Unclaim a task / task cannot be claimed

Hi,
I have these two issues:

  1. task cannot be claimed after it is assigned to “empty” user (variable has a value “”). The engine shows an error message saying “Task {taskId} is already claimed by someone else”
  2. if you call “claim” method to unclaim this task, the method is successfully called (engine shows success message) but nothing will happen.

Here is a sample process for tests and a “workaround” how to bypass this.
testEmptyAssignee.bpmn (16.4 KB)

Could somebody please take a look at this? The ideal solution would be someone from Camunda team :slight_smile: maybe @thorben? :slight_smile:

Thank you very much in advance :slight_smile:

Looks like you found a nice little bug (imo) in the engine.

But at the same time the flow of your actions are a little weird (imo)

  1. Why are you creating a empty string on the Start Event? Why do you have this placeholder at all if you are using the Create to do a claim? Also why is it a empty string vs using null. If you use null 1a is claimable. (tested)

  2. 1b: a loop is happening: Assignment listener is called when a task is assigned. Every time you are claiming the task (as a user), your assignment listener is executing and claiming to null: see docs for when the different listeners are called: Delegation Code | docs.camunda.org

  3. 1c works even with the fix for 1a.

  4. 2 works with fix above for 1a.

Generally is looks like the Tasklist UI and engine are treating "" as the same as null from a intial eval, but when you go to claim it thinks "" is a user.
Can see examples here:

nullassignee

task1a:
empotystringassignee

But the Tasklist UI will show a task that is assigned to "" as unassigned. Classic null vs empty string stuff/issues. @thorben this seems to be where the bug. The UI is showing the task is unassigned.

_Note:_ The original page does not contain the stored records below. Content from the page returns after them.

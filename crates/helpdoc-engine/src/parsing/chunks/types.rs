/// Column at which a TEXT line stops being prose and becomes verbatim code.
///
/// Table lines whose first column starts at or beyond this column are not
/// tables either.
pub const CODE_INDENT: usize = 8;

/// The kind of a classified comment line.
#[derive(Debug, Clone, Copy, PartialEq, Eq, Hash)]
pub enum LineKind {
    BlankLine,
    /// `Text::` section heading.
    Header,
    /// Two columns separated by at least three spaces.
    Table,
    /// `- item` bullet.
    List,
    Text,
    /// `See also a, b, c.` cross-reference line.
    SeeAlso,
    /// Always the first line of a document.
    Summary,
    /// A run of dashes.
    TableSep,
    /// End of the comment block.
    End,
}

/// Indentation of a classified line, measured in columns.
#[derive(Debug, Clone, Copy, PartialEq, Eq)]
pub enum Indent {
    Column(usize),
    /// Table lines carry the start column of both cells.
    Columns { col1: usize, col2: usize },
}

impl Indent {
    /// The leading column: the only column for most lines, the first cell for tables.
    pub fn column(self) -> usize {
        match self {
            Indent::Column(c) => c,
            Indent::Columns { col1, .. } => col1,
        }
    }

    /// Start column of the second table cell, if this is a table indent.
    pub fn second_column(self) -> Option<usize> {
        match self {
            Indent::Column(_) => None,
            Indent::Columns { col2, .. } => Some(col2),
        }
    }
}

/// The text fields carried by a line.
#[derive(Debug, Clone, PartialEq, Eq)]
pub enum Payload {
    None,
    Single(String),
    Columns(String, String),
}

/// Classification of a single line containing only local facts.
///
/// Produced by [`CommentLineClassifier`](super::CommentLineClassifier) without
/// reference to the surrounding lines.
#[derive(Debug, Clone, PartialEq, Eq)]
pub struct LineClass {
    pub kind: LineKind,
    pub indent: Indent,
    pub payload: Payload,
}

impl LineClass {
    pub fn new(kind: LineKind, indent: usize, text: impl Into<String>) -> Self {
        Self {
            kind,
            indent: Indent::Column(indent),
            payload: Payload::Single(text.into()),
        }
    }

    pub fn blank() -> Self {
        Self::new(LineKind::BlankLine, 0, "")
    }

    pub fn end() -> Self {
        Self::new(LineKind::End, 0, "")
    }
}

/// A logical line: a classified line plus its position in the comment block,
/// after continuation lines have been merged in.
#[derive(Debug, Clone, PartialEq, Eq)]
pub struct Line {
    /// 1-based line number of the first raw line.
    pub number: usize,
    pub class: LineClass,
}

impl Line {
    pub fn kind(&self) -> LineKind {
        self.class.kind
    }

    pub fn indent(&self) -> Indent {
        self.class.indent
    }

    pub fn column(&self) -> usize {
        self.class.indent.column()
    }

    /// The single text field, or the first cell of a table line.
    pub fn text(&self) -> &str {
        match &self.class.payload {
            Payload::None => "",
            Payload::Single(t) => t.trim(),
            Payload::Columns(c1, _) => c1.trim(),
        }
    }

    pub fn col1(&self) -> &str {
        self.text()
    }

    pub fn col2(&self) -> &str {
        match &self.class.payload {
            Payload::Columns(_, c2) => c2.trim(),
            _ => "",
        }
    }

    /// Whether `other` continues the chunk started by `self`.
    ///
    /// Kinds must match and so must indents, except that two TEXT lines at
    /// or beyond `CODE_INDENT` are always in the same chunk whatever their
    /// exact indent.
    pub fn same_chunk(&self, other: &Line) -> bool {
        if self.kind() == LineKind::Text
            && other.kind() == LineKind::Text
            && self.column() >= CODE_INDENT
            && other.column() >= CODE_INDENT
        {
            return true;
        }
        self.kind() == other.kind() && self.indent() == other.indent()
    }

    /// Rebuilds the source text of a table line with its original cell spacing.
    pub fn table_text(&self) -> String {
        match self.indent() {
            Indent::Columns { col1, col2 } => {
                let c1 = self.col1();
                let gap = col2.saturating_sub(col1 + c1.chars().count()).max(3);
                format!("{c1}{}{}", " ".repeat(gap), self.col2())
            }
            Indent::Column(_) => self.text().to_string(),
        }
    }
}

/// Converts a byte offset in `s` into a column (character) offset.
pub fn column_of(s: &str, byte: usize) -> usize {
    s[..byte].chars().count()
}

#[cfg(test)]
mod tests {
    use super::*;

    fn line(kind: LineKind, indent: usize) -> Line {
        Line {
            number: 2,
            class: LineClass::new(kind, indent, "x"),
        }
    }

    #[test]
    fn same_kind_and_indent_is_same_chunk() {
        assert!(line(LineKind::Text, 4).same_chunk(&line(LineKind::Text, 4)));
        assert!(!line(LineKind::Text, 4).same_chunk(&line(LineKind::Text, 5)));
        assert!(!line(LineKind::Text, 4).same_chunk(&line(LineKind::List, 4)));
    }

    #[test]
    fn deep_text_lines_tolerate_ragged_indent() {
        assert!(line(LineKind::Text, 9).same_chunk(&line(LineKind::Text, 14)));
        assert!(line(LineKind::Text, 8).same_chunk(&line(LineKind::Text, 12)));
        assert!(line(LineKind::Text, 10).same_chunk(&line(LineKind::Text, 8)));
    }

    #[test]
    fn prose_next_to_code_is_a_new_chunk() {
        assert!(!line(LineKind::Text, 7).same_chunk(&line(LineKind::Text, 8)));
        assert!(!line(LineKind::Text, 8).same_chunk(&line(LineKind::Text, 7)));
    }

    #[test]
    fn table_text_restores_spacing() {
        let l = Line {
            number: 3,
            class: LineClass {
                kind: LineKind::Table,
                indent: Indent::Columns { col1: 2, col2: 10 },
                payload: Payload::Columns("opt".into(), "an option".into()),
            },
        };
        assert_eq!(l.table_text(), "opt     an option");
    }

    #[test]
    fn column_counts_characters() {
        assert_eq!(column_of("ab\u{e9}cd", 4), 3);
    }
}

Any specific reason why you are using the Claim action? IMO using the claim action creates a redundant action/log for initial task creation: Aka: you are first generating a task that is assigned to null, and then you are claiming it. Something a little more clean from a tracking and reporting perspective would be to use Local variables:

In your Task 1a create an start execution listener that executes something like:

var assignee = execution.getVariable('a')
execution.setVariableLocal('myAssignee', assignee)

and set your Task 1a Assignee field to ${myAssignee}. You can keep reusing the same variables names for all of your user tasks because the scope of the ${myAssignee} will be local and only exist in the lifecycle of the specific task.
(you could also setup a Input Mapping to do the same thing if you like).

Again: doing the claim action seems to work, but pretty sure it would be generating additional logs/actions in the history db, so you would always have to remember which tasks are auto claimed if you are ever doing reporting on this sort of stuff.

1 Like

Hi Stephen,
thank you for your reply. The whole scenario (uploaded process) is not a real use case, it is just for simulation purpose only.
But I encounter this behavior more than a few times in the past and I decided to take a look at it now.

Hi guys,

Thanks for reporting. I created a bug issue: https://app.camunda.com/jira/browse/CAM-9118. I tried to reduce the problem to its core in the description. Please let us know if it misses an aspect.

Cheers,
Thorben

1 Like

Hi Thorben,
thank you, the issue is also affecting user who can not claim the task either. Workaround for user is reassigning the task in cockpit.
Cheers,
Lukas

@lhofer87 you could also do a test for tasklist behaviour vs API behaviour to see confirm where/if the tasklist API is showing “” as unassigned.

Hi Stephen,
you mean test for rest API (which is tasklist using) vs java API?